Fire on Ice
- Date: November 22, 1996
- Venue: Ice Palace, Tampa, Florida, U.S.
- Title(s) on the line: WBC interim light heavyweight title

Tale of the tape
- Boxer: Roy Jones Jr. / Mike McCallum
- Nickname: Junior / The Body Snatcher
- Hometown: Pensacola, Florida, U.S. / Kingston, Jamaica
- Purse: $2,800,000 / $750,000
- Pre-fight record: 33–0 (29 KO) / 49–3–1 (36 KO)
- Age: 27 years, 10 months / 39 years, 11 months
- Height: 5 ft 11 in (180 cm) / 5 ft 11+1⁄2 in (182 cm)
- Weight: 173 lb (78 kg) / 175 lb (79 kg)
- Style: Orthodox / Orthodox
- Recognition: IBF Super Middleweight Champion The Ring No. 1 Ranked Super Middleweight The Ring No. 1 ranked pound-for-pound fighter 2-division world champion / WBC No. 1 Ranked Light Heavyweight The Ring No. 7 Ranked Light Heavyweight 3-division world champion

Result
- Jones Jr. wins via 12-round unanimous decision (120-107, 120-107, 120-107)

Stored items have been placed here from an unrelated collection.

//! [`Query`] collection related to a single [`User`].

use common::operations::By;

use crate::domain::{user, User};
#[cfg(doc)]
use crate::Query;

use super::SnapshotQuery;

/// Queries a [`User`] by its [`user::Id`].
pub type ById = SnapshotQuery<By<Option<User>, user::Id>>;
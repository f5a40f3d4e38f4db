//! Key-value [`Storage`] the snapshot lives in.

#[cfg(feature = "file")]
pub mod file;
pub mod memory;

#[cfg(feature = "file")]
use std::io;
use std::string::FromUtf8Error;

use common::operations::{By, Delete, Insert, Select};
use derive_more::{Display, Error as StdError, From};
use tracerr::Traced;

#[cfg(feature = "file")]
pub use self::file::File;
pub use self::memory::Memory;

/// Storage operation.
pub use common::Handler as Storage;

/// Key of a [`Storage`] entry.
#[derive(Clone, Copy, Debug, Display, Eq, Hash, PartialEq)]
pub struct Key(&'static str);

impl Key {
    /// [`Key`] of the serialized users collection.
    pub const USERS: Self = Self("users");

    /// [`Key`] of the users collection schema version marker.
    pub const USERS_VERSION: Self = Self("users:v");

    /// [`Key`] of the signed-in session flag.
    pub const SESSION: Self = Self("auth");

    /// Creates a new [`Key`].
    #[must_use]
    pub const fn new(key: &'static str) -> Self {
        Self(key)
    }

    /// Returns the string representation of this [`Key`].
    #[must_use]
    pub const fn as_str(self) -> &'static str {
        self.0
    }
}

/// [`Storage`] entry to be inserted.
#[derive(Clone, Debug, Eq, PartialEq)]
pub struct Entry {
    /// [`Key`] of this [`Entry`].
    pub key: Key,

    /// Value of this [`Entry`].
    pub value: String,
}

impl Entry {
    /// Creates a new [`Entry`].
    #[must_use]
    pub fn new(key: Key, value: impl Into<String>) -> Self {
        Self {
            key,
            value: value.into(),
        }
    }
}

/// [`Storage`] supporting all the key-value operations.
pub trait KeyValue:
    Storage<
        Select<By<Option<String>, Key>>,
        Ok = Option<String>,
        Err = Traced<Error>,
    > + Storage<Insert<Entry>, Ok = (), Err = Traced<Error>>
    + Storage<Delete<Key>, Ok = (), Err = Traced<Error>>
{
}

impl<T> KeyValue for T where
    T: Storage<
            Select<By<Option<String>, Key>>,
            Ok = Option<String>,
            Err = Traced<Error>,
        > + Storage<Insert<Entry>, Ok = (), Err = Traced<Error>>
        + Storage<Delete<Key>, Ok = (), Err = Traced<Error>>
{
}

/// [`Storage`] error.
#[derive(Debug, Display, From, StdError)]
pub enum Error {
    /// [`Storage`] is disabled.
    #[display("`Storage` is unavailable")]
    #[from(ignore)]
    Unavailable,

    /// [`Storage`] quota is exceeded.
    #[display("`Storage` quota of {_0} bytes is exceeded")]
    #[from(ignore)]
    QuotaExceeded(#[error(not(source))] usize),

    /// Stored value is not a valid UTF-8 string.
    #[display("Stored value is corrupted: {_0}")]
    Corrupted(FromUtf8Error),

    /// I/O operation failed.
    #[cfg(feature = "file")]
    #[display("I/O operation failed: {_0}")]
    Io(io::Error),
}
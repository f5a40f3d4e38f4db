//! [`Query`] collection related to the multiple [`User`]s.

use common::operations::By;

#[cfg(doc)]
use crate::{domain::User, Query};
use crate::read;

use super::SnapshotQuery;

/// Queries a filtered [`read::user::list::Page`] of [`User`]s along with
/// their [`read::user::summary::Counts`].
pub type List =
    SnapshotQuery<By<read::user::list::Listing, read::user::list::Selector>>;

/// Queries [`read::user::summary::Counts`] of all the [`User`]s.
pub type Summary = SnapshotQuery<By<read::user::summary::Counts, ()>>;
//! Domain entities definitions.

pub mod session;
pub mod user;

pub use self::{session::Session, user::User};
//! Application provides a command-line front end of the [`Service`].
//!
//! [`Service`]: service::Service

#![deny(
    nonstandard_style,
    rust_2018_idioms,
    rustdoc::all,
    trivial_casts,
    trivial_numeric_casts,
    unsafe_code
)]
#![forbid(non_ascii_idents)]
#![warn(
    clippy::allow_attributes,
    clippy::allow_attributes_without_reason,
    clippy::pedantic,
    clippy::wildcard_enum_match_arm,
    deprecated_in_future,
    missing_copy_implementations,
    missing_debug_implementations,
    missing_docs,
    unreachable_pub,
    unused_crate_dependencies,
    unused_import_braces,
    unused_labels,
    unused_lifetimes,
    unused_qualifications,
    unused_results
)]

pub mod args;
pub mod config;
pub mod view;

// Used in binary.
use tracing_subscriber as _;

pub use self::{args::Args, config::Config};

/// [`Service`] with filled infrastructure dependencies.
///
/// [`Service`]: service::Service
pub type Service = service::Service<service::infra::File>;
//! [`Query`] for checking a [`Session`].

use std::convert::Infallible;

use common::operations::{By, Select};
use tracing as log;

use crate::{
    domain::Session,
    infra::storage::{Key, KeyValue},
    Service,
};

use super::Query;

/// [`Query`] checking whether the [`Session`] is signed in.
///
/// Unreadable [`Session`] flag is treated as [`Session::SignedOut`].
#[derive(Clone, Copy, Debug, Default)]
pub struct IsAuthenticated;

impl<St: KeyValue> Query<IsAuthenticated> for Service<St> {
    type Ok = bool;
    type Err = Infallible;

    fn execute(&self, _: IsAuthenticated) -> Result<Self::Ok, Self::Err> {
        let flag = self
            .storage()
            .execute(Select(By::new(Key::SESSION)))
            .unwrap_or_else(|e| {
                log::warn!("Failed to read `Session` flag: {e}");
                None
            });
        Ok(Session::from_flag(flag.as_deref()).is_signed_in())
    }
}
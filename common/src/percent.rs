//! [`Percent`]-related definitions.

use std::str::FromStr;

use derive_more::Display;
use rust_decimal::{prelude::ToPrimitive as _, Decimal, RoundingStrategy};

/// Floating-point percentage.
#[derive(Clone, Copy, Debug, Display, Eq, Hash, PartialEq)]
pub struct Percent(Decimal);

impl Percent {
    /// Creates a new [`Percent`] by checking the provided values is
    /// greater than `0` and less than `100`.
    #[must_use]
    pub fn new(val: Decimal) -> Option<Self> {
        if val < Decimal::ZERO || val > Decimal::ONE_HUNDRED {
            None
        } else {
            Some(Self(val))
        }
    }

    /// Creates a new [`Percent`] out of the provided whole number,
    /// saturating at `100`.
    #[expect(clippy::cast_lossless, reason = "`From` is not `const`")]
    #[must_use]
    pub const fn whole(val: u8) -> Self {
        let val = if val > 100 { 100 } else { val };
        Self(Decimal::from_parts(val as u32, 0, 0, false, 0))
    }

    /// Applies this [`Percent`] to the provided `total`, rounding the result
    /// to the nearest integer (midpoints away from zero).
    #[expect(clippy::missing_panics_doc, reason = "infallible")]
    #[must_use]
    pub fn of(self, total: usize) -> usize {
        (Decimal::from(total) * self.0 / Decimal::ONE_HUNDRED)
            .round_dp_with_strategy(0, RoundingStrategy::MidpointAwayFromZero)
            .to_usize()
            .expect("never exceeds `total`")
    }
}

impl FromStr for Percent {
    type Err = &'static str;

    fn from_str(s: &str) -> Result<Self, Self::Err> {
        Decimal::from_str(s)
            .ok()
            .and_then(Self::new)
            .ok_or("invalid percent value")
    }
}

#[cfg(test)]
mod spec {
    use std::str::FromStr as _;

    use super::Percent;

    #[test]
    fn applies_to_totals() {
        assert_eq!(Percent::whole(5).of(500), 25);
        assert_eq!(Percent::whole(40).of(500), 200);
        assert_eq!(Percent::whole(40).of(0), 0);
        assert_eq!(Percent::whole(100).of(7), 7);
    }

    #[test]
    fn rounds_midpoints_up() {
        // 5% of 10 = 0.5, 5% of 30 = 1.5, 40% of 1 = 0.4.
        assert_eq!(Percent::whole(5).of(10), 1);
        assert_eq!(Percent::whole(5).of(30), 2);
        assert_eq!(Percent::whole(40).of(1), 0);
        assert_eq!(Percent::whole(5).of(9), 0);
    }

    #[test]
    fn saturates_whole_numbers() {
        assert_eq!(Percent::whole(250), Percent::whole(100));
    }

    #[test]
    fn from_str() {
        assert_eq!(Percent::from_str("40").unwrap(), Percent::whole(40));
        assert!(Percent::from_str("12.5").is_ok());
        assert!(Percent::from_str("-1").is_err());
        assert!(Percent::from_str("100.1").is_err());
        assert!(Percent::from_str("abc").is_err());
    }
}
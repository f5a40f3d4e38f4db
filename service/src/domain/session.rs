//! [`Session`] definitions.

use std::str::FromStr;

use derive_more::{Display, From};
use secrecy::{zeroize::Zeroize, CloneableSecret, ExposeSecret as _, SecretBox};

use crate::domain::user;

/// Dashboard session of an operator.
#[derive(Clone, Copy, Debug, Eq, PartialEq)]
pub enum Session {
    /// Operator has signed in.
    SignedIn,

    /// Operator has not signed in, or has signed out.
    SignedOut,
}

impl Session {
    /// Stored representation of a [`Session::SignedIn`] flag.
    pub const FLAG: &'static str = "1";

    /// Reads a [`Session`] out of its stored flag.
    #[must_use]
    pub fn from_flag(flag: Option<&str>) -> Self {
        if flag == Some(Self::FLAG) {
            Self::SignedIn
        } else {
            Self::SignedOut
        }
    }

    /// Indicates whether this [`Session`] is [`Session::SignedIn`].
    #[must_use]
    pub fn is_signed_in(self) -> bool {
        self == Self::SignedIn
    }
}

/// Credentials allowing an operator to sign in.
#[derive(Clone, Debug)]
pub struct Credentials {
    /// [`user::Email`] of the operator.
    pub email: user::Email,

    /// [`Password`] of the operator.
    pub password: SecretBox<Password>,
}

impl Credentials {
    /// Checks whether the provided `email` and `password` match these
    /// [`Credentials`].
    ///
    /// E-mails are compared case-insensitively.
    #[must_use]
    pub fn matches(&self, email: &user::Email, password: &Password) -> bool {
        email.to_lowercase() == self.email.to_lowercase()
            && password == self.password.expose_secret()
    }
}

/// Password of an operator.
#[derive(Clone, Debug, Display, Eq, From, PartialEq)]
#[from(&str, String)]
pub struct Password(String);

impl Password {
    /// Creates a new [`Password`].
    ///
    /// # Safety
    ///
    /// The caller must ensure that the given `password` matches the format.
    #[expect(unsafe_code, reason = "bypass")]
    #[must_use]
    pub unsafe fn new_unchecked(password: impl Into<String>) -> Self {
        Self(password.into())
    }

    /// Creates a new [`Password`] if the given `password` is valid.
    #[must_use]
    pub fn new(password: impl Into<String>) -> Option<Self> {
        let password = password.into();
        Self::check(&password).then_some(Self(password))
    }

    /// Checks whether the given `password` is a valid [`Password`].
    fn check(password: impl AsRef<str>) -> bool {
        let password = password.as_ref();
        password.len() >= 6 && password.len() <= 128
    }
}

impl FromStr for Password {
    type Err = &'static str;

    fn from_str(s: &str) -> Result<Self, Self::Err> {
        Self::new(s).ok_or("invalid `Password`")
    }
}

impl CloneableSecret for Password {}
impl Zeroize for Password {
    fn zeroize(&mut self) {
        self.0.zeroize();
    }
}

#[cfg(test)]
mod spec {
    use secrecy::SecretBox;

    use super::{Credentials, Password, Session};
    use crate::domain::user;

    fn credentials() -> Credentials {
        Credentials {
            email: user::Email::new("user@lendsqr.com").unwrap(),
            password: SecretBox::new(Box::new(
                Password::new("password").unwrap(),
            )),
        }
    }

    #[test]
    fn matches_case_insensitive_email() {
        let creds = credentials();
        let password = Password::new("password").unwrap();

        assert!(creds.matches(
            &user::Email::new("User@LendSQR.com").unwrap(),
            &password,
        ));
        assert!(!creds.matches(
            &user::Email::new("other@lendsqr.com").unwrap(),
            &password,
        ));
        assert!(!creds.matches(
            &user::Email::new("user@lendsqr.com").unwrap(),
            &Password::new("Password").unwrap(),
        ));
    }

    #[test]
    fn passwords_have_minimum_length() {
        assert!(Password::new("12345").is_none());
        assert!(Password::new("123456").is_some());
    }

    #[test]
    fn reads_flags() {
        assert_eq!(Session::from_flag(Some("1")), Session::SignedIn);
        assert_eq!(Session::from_flag(Some("0")), Session::SignedOut);
        assert_eq!(Session::from_flag(None), Session::SignedOut);
    }
}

= Roy Jones Jr. vs. Mike McCallum =

Boxing competition

Roy Jones Jr. vs. Mike McCallum, billed as Fire on Ice, was a professional boxing match contested on November 22, 1996 for the interim WBC light heavyweight championship. It was Jones' first fight in the light heavyweight division.

==Background==
As the current WBC light heavyweight champion Fabrice Tiozzo decided whether to remain a light heavyweight or move up to the cruiserweight division, the WBC organized a match for the interim WBC light heavyweight title between 39–year old number-one contender, Mike McCallum (whom Tiozzo had defeated for the title) and the reigning IBF super middleweight champion Roy Jones Jr., who was making his light heavyweight debut and was also regarded by The Ring as the number one pound-for-pound fighter in boxing. The future hall-of-famer McCallum was the underdog for one of the only times in his professional career and McCallum himself admitted that he "have to utilize everything I have if I'm going to win."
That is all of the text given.